## [What to produce]
From the entries that follow, list every line in which the string "usize" appears.

## [Stored data]
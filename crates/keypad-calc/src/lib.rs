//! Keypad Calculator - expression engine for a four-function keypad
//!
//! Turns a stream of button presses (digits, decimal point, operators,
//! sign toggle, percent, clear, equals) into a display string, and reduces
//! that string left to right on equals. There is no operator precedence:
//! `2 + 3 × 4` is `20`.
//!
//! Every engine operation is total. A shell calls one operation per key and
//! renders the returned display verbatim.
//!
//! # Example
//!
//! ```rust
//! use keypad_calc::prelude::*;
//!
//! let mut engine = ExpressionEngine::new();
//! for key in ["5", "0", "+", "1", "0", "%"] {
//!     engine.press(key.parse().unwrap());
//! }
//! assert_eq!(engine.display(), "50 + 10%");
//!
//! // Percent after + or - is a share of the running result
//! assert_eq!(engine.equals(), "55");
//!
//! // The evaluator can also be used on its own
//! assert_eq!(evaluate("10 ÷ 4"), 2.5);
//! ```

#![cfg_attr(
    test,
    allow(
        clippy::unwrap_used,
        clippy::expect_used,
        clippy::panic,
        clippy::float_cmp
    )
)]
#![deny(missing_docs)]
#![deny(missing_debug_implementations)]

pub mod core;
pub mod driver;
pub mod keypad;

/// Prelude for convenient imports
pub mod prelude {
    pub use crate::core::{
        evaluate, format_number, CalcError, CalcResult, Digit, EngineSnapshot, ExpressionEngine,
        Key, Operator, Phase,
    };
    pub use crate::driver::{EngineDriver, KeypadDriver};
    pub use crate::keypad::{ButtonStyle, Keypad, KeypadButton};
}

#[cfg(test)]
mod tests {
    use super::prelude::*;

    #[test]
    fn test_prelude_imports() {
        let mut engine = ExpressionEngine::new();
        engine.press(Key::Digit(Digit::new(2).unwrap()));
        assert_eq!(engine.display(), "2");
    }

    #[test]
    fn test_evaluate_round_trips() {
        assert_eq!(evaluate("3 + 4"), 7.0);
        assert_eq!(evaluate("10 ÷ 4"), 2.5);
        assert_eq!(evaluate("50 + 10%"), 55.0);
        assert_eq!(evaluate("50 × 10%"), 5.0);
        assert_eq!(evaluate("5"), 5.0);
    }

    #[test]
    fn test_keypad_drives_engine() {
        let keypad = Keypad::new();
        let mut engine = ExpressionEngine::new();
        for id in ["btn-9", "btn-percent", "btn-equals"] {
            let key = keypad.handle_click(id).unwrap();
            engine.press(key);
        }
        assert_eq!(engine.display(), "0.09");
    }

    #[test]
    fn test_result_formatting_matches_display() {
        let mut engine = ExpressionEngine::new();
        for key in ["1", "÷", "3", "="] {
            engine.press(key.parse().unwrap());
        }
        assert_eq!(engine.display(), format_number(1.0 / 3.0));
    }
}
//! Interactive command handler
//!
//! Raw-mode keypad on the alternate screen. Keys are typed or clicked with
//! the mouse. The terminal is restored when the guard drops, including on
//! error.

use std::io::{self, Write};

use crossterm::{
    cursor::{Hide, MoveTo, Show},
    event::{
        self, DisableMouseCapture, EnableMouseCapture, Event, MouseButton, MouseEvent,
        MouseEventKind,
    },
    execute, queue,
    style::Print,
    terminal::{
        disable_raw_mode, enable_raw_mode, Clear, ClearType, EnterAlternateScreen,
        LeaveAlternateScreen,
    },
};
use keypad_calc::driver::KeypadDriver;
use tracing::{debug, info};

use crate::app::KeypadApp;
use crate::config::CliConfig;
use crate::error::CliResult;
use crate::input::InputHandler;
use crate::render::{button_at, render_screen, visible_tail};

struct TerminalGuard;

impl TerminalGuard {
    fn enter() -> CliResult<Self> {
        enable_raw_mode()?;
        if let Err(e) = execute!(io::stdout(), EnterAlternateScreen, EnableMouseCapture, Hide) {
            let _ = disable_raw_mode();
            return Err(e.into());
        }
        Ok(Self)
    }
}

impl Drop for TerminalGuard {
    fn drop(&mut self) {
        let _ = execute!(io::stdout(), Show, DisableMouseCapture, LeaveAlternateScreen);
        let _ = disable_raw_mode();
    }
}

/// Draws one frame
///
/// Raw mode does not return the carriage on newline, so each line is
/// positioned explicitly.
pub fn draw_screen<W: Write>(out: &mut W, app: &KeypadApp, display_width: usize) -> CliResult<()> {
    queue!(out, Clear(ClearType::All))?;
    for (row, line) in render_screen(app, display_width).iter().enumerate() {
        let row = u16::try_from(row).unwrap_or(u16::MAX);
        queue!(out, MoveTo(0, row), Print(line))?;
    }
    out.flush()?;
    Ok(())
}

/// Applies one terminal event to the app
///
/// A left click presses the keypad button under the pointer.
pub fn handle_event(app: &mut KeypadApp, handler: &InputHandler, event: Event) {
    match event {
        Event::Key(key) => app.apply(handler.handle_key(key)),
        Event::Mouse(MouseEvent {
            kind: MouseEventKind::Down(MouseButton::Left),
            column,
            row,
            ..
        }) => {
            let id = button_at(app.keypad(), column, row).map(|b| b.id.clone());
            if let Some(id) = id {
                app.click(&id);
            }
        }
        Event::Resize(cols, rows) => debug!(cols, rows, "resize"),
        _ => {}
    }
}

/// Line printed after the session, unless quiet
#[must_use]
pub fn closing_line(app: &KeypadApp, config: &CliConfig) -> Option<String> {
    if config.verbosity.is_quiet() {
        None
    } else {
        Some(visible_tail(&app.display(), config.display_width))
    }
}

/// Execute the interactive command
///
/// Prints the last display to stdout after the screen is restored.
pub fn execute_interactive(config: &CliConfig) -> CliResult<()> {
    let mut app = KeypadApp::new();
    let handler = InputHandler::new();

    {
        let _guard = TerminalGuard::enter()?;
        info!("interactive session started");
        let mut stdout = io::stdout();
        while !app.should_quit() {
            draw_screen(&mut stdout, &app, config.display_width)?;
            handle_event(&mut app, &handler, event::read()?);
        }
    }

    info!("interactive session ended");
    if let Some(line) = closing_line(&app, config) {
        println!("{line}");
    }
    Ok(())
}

--

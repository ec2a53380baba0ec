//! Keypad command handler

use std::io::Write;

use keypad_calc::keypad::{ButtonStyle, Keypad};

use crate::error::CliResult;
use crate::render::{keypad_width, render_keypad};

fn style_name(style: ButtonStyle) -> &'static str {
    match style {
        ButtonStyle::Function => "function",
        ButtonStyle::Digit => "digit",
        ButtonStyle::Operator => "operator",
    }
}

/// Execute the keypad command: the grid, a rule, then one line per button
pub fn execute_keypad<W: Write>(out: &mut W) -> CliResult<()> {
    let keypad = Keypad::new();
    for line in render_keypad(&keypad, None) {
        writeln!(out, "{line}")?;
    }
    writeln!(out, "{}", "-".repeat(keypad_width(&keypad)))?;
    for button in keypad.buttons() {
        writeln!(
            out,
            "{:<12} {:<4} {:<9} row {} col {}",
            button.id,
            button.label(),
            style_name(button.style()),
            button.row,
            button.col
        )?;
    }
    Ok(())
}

==

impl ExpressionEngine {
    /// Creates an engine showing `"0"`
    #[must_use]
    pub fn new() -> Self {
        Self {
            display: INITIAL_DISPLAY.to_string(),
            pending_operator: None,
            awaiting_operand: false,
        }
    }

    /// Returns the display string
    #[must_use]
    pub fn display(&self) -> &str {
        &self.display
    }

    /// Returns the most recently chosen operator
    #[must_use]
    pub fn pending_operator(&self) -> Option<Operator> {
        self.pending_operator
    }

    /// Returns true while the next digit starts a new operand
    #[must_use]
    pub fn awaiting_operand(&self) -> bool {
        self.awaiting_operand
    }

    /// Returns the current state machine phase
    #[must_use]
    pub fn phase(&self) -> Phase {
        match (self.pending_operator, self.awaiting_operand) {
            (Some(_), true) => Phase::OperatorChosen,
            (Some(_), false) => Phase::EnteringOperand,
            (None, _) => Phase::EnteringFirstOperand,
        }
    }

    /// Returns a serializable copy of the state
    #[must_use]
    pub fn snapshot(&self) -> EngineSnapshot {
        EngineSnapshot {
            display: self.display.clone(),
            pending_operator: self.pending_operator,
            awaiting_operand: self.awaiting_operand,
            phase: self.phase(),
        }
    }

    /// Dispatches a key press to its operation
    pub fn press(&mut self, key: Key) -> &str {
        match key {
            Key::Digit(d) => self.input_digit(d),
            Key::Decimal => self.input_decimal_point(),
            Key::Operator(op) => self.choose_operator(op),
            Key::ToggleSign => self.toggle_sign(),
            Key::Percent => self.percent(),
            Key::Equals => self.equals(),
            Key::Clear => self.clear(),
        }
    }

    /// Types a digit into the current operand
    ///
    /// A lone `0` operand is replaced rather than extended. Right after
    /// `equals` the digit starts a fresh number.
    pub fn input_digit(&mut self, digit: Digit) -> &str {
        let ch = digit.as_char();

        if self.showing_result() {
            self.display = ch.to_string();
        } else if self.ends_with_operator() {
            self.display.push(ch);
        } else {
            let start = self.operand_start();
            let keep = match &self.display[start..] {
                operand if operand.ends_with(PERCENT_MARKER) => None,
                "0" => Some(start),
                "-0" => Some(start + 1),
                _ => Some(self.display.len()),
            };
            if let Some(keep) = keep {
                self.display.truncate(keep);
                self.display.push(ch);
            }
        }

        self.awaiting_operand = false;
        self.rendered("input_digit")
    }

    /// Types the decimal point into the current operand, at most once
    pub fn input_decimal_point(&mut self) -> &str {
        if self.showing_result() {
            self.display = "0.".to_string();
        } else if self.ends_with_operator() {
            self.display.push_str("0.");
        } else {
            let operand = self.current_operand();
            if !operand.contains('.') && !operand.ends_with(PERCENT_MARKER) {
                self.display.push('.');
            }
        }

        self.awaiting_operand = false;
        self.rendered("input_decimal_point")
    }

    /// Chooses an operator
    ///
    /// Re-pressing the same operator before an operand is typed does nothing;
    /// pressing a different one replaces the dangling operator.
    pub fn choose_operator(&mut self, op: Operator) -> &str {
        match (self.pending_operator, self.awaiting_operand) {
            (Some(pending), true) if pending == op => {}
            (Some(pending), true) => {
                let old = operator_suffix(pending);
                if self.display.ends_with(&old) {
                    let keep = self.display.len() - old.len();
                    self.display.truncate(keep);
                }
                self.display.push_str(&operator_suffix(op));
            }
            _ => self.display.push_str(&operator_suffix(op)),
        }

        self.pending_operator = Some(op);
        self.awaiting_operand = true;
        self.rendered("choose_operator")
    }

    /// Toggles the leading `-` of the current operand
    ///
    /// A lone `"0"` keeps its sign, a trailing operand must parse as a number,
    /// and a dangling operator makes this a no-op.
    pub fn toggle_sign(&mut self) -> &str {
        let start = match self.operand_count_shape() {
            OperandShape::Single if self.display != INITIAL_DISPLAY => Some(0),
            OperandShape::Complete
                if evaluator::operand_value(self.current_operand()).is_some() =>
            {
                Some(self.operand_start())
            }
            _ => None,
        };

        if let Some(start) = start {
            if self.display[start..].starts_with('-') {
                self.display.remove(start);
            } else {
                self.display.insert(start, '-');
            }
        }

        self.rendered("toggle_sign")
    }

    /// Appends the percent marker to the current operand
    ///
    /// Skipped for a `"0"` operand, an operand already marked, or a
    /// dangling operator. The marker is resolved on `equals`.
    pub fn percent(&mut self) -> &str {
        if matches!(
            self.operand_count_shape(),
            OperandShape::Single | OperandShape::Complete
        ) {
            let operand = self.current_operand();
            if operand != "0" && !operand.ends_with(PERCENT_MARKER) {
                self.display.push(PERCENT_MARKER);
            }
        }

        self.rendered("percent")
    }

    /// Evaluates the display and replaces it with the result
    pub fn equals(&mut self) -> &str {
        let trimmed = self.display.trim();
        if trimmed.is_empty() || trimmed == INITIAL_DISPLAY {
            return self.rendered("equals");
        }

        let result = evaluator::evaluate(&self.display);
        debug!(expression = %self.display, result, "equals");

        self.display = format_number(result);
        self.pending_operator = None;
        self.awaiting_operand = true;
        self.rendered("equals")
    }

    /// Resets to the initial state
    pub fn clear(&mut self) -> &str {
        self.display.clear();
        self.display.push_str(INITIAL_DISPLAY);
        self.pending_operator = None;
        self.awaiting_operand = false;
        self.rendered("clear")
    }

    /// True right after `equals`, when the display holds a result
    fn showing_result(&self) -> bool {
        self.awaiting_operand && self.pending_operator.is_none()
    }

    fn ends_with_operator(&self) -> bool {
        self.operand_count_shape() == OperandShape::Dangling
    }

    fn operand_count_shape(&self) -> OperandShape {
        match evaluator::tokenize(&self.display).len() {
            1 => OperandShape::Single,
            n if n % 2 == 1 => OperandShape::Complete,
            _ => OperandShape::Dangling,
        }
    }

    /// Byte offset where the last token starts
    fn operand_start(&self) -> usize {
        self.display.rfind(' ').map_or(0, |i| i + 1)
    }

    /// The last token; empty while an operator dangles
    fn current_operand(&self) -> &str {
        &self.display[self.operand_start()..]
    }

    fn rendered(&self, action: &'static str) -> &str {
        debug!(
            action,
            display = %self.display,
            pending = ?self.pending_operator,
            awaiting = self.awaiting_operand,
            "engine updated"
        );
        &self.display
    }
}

## [Task answer]
pub fn draw_screen<W: Write>(out: &mut W, app: &KeypadApp, display_width: usize) -> CliResult<()> {
    fn operand_start(&self) -> usize {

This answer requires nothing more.